Start of Data excerpts

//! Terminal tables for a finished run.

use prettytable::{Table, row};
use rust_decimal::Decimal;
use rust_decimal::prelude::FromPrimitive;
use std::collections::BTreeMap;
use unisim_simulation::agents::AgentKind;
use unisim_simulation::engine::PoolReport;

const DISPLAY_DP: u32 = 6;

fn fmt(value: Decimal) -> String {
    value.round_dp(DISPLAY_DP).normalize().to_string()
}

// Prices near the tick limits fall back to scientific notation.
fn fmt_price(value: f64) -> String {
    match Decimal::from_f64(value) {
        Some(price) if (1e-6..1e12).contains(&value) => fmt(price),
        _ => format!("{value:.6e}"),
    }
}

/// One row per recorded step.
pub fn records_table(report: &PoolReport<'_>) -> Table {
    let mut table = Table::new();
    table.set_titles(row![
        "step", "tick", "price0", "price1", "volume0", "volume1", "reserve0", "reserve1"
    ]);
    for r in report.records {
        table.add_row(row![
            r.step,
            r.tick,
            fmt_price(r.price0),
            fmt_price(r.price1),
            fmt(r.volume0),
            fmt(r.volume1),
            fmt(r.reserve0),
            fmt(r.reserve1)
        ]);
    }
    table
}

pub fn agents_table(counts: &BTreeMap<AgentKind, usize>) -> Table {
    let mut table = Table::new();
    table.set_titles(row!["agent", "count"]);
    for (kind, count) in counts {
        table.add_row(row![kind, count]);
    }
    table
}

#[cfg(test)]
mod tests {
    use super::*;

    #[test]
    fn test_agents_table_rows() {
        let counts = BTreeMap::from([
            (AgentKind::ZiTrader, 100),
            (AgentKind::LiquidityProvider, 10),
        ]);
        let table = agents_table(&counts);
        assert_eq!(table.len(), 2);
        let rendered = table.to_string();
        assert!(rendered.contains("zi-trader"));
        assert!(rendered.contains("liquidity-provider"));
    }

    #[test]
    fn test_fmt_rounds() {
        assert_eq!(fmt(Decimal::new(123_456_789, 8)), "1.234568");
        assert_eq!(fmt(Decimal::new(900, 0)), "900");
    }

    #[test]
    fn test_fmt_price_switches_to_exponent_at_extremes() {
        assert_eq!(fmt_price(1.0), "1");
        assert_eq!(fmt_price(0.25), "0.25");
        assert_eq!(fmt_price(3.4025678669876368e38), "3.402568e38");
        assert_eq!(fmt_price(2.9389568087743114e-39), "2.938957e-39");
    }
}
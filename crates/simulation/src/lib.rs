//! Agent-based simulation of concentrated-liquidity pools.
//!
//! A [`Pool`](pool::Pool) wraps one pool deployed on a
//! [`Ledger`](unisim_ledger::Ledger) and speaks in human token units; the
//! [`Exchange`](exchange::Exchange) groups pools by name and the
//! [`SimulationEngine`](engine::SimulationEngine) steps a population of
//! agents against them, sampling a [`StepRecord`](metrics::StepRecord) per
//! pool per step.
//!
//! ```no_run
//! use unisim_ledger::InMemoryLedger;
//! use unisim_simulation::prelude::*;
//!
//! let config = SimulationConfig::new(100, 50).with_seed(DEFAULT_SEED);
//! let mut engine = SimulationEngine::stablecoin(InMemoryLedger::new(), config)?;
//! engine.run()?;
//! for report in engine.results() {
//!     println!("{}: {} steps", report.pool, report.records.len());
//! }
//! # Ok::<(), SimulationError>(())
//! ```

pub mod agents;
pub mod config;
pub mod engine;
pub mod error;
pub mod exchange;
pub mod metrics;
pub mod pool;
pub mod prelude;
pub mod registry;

End of Data excerpts

Assignment
Exact duplication of all the data above is expected.

Solution to the problem
//! Terminal tables for a finished run.

use prettytable::{Table, row};
use rust_decimal::Decimal;
use rust_decimal::prelude::FromPrimitive;
use std::collections::BTreeMap;
use unisim_simulation::agents::AgentKind;
use unisim_simulation::engine::PoolReport;

const DISPLAY_DP: u32 = 6;

fn fmt(value: Decimal) -> String {
    value.round_dp(DISPLAY_DP).normalize().to_string()
}

// Prices near the tick limits fall back to scientific notation.
fn fmt_price(value: f64) -> String {
    match Decimal::from_f64(value) {
        Some(price) if (1e-6..1e12).contains(&value) => fmt(price),
        _ => format!("{value:.6e}"),
    }
}

/// One row per recorded step.
pub fn records_table(report: &PoolReport<'_>) -> Table {
    let mut table = Table::new();
    table.set_titles(row![
        "step", "tick", "price0", "price1", "volume0", "volume1", "reserve0", "reserve1"
    ]);
    for r in report.records {
        table.add_row(row![
            r.step,
            r.tick,
            fmt_price(r.price0),
            fmt_price(r.price1),
            fmt(r.volume0),
            fmt(r.volume1),
            fmt(r.reserve0),
            fmt(r.reserve1)
        ]);
    }
    table
}

pub fn agents_table(counts: &BTreeMap<AgentKind, usize>) -> Table {
    let mut table = Table::new();
    table.set_titles(row!["agent", "count"]);
    for (kind, count) in counts {
        table.add_row(row![kind, count]);
    }
    table
}

#[cfg(test)]
mod tests {
    use super::*;

    #[test]
    fn test_agents_table_rows() {
        let counts = BTreeMap::from([
            (AgentKind::ZiTrader, 100),
            (AgentKind::LiquidityProvider, 10),
        ]);
        let table = agents_table(&counts);
        assert_eq!(table.len(), 2);
        let rendered = table.to_string();
        assert!(rendered.contains("zi-trader"));
        assert!(rendered.contains("liquidity-provider"));
    }

    #[test]
    fn test_fmt_rounds() {
        assert_eq!(fmt(Decimal::new(123_456_789, 8)), "1.234568");
        assert_eq!(fmt(Decimal::new(900, 0)), "900");
    }

    #[test]
    fn test_fmt_price_switches_to_exponent_at_extremes() {
        assert_eq!(fmt_price(1.0), "1");
        assert_eq!(fmt_price(0.25), "0.25");
        assert_eq!(fmt_price(3.4025678669876368e38), "3.402568e38");
        assert_eq!(fmt_price(2.9389568087743114e-39), "2.938957e-39");
    }
}
filename crates/simulation/src/lib.rs
//! Agent-based simulation of concentrated-liquidity pools.
//!
//! A [`Pool`](pool::Pool) wraps one pool deployed on a
//! [`Ledger`](unisim_ledger::Ledger) and speaks in human token units; the
//! [`Exchange`](exchange::Exchange) groups pools by name and the
//! [`SimulationEngine`](engine::SimulationEngine) steps a population of
//! agents against them, sampling a [`StepRecord`](metrics::StepRecord) per
//! pool per step.
//!
//! ```no_run
//! use unisim_ledger::InMemoryLedger;
//! use unisim_simulation::prelude::*;
//!
//! let config = SimulationConfig::new(100, 50).with_seed(DEFAULT_SEED);
//! let mut engine = SimulationEngine::stablecoin(InMemoryLedger::new(), config)?;
//! engine.run()?;
//! for report in engine.results() {
//!     println!("{}: {} steps", report.pool, report.records.len());
//! }
//! # Ok::<(), SimulationError>(())
//! ```

pub mod agents;
pub mod config;
pub mod engine;
pub mod error;
pub mod exchange;
pub mod metrics;
pub mod pool;
pub mod prelude;
pub mod registry;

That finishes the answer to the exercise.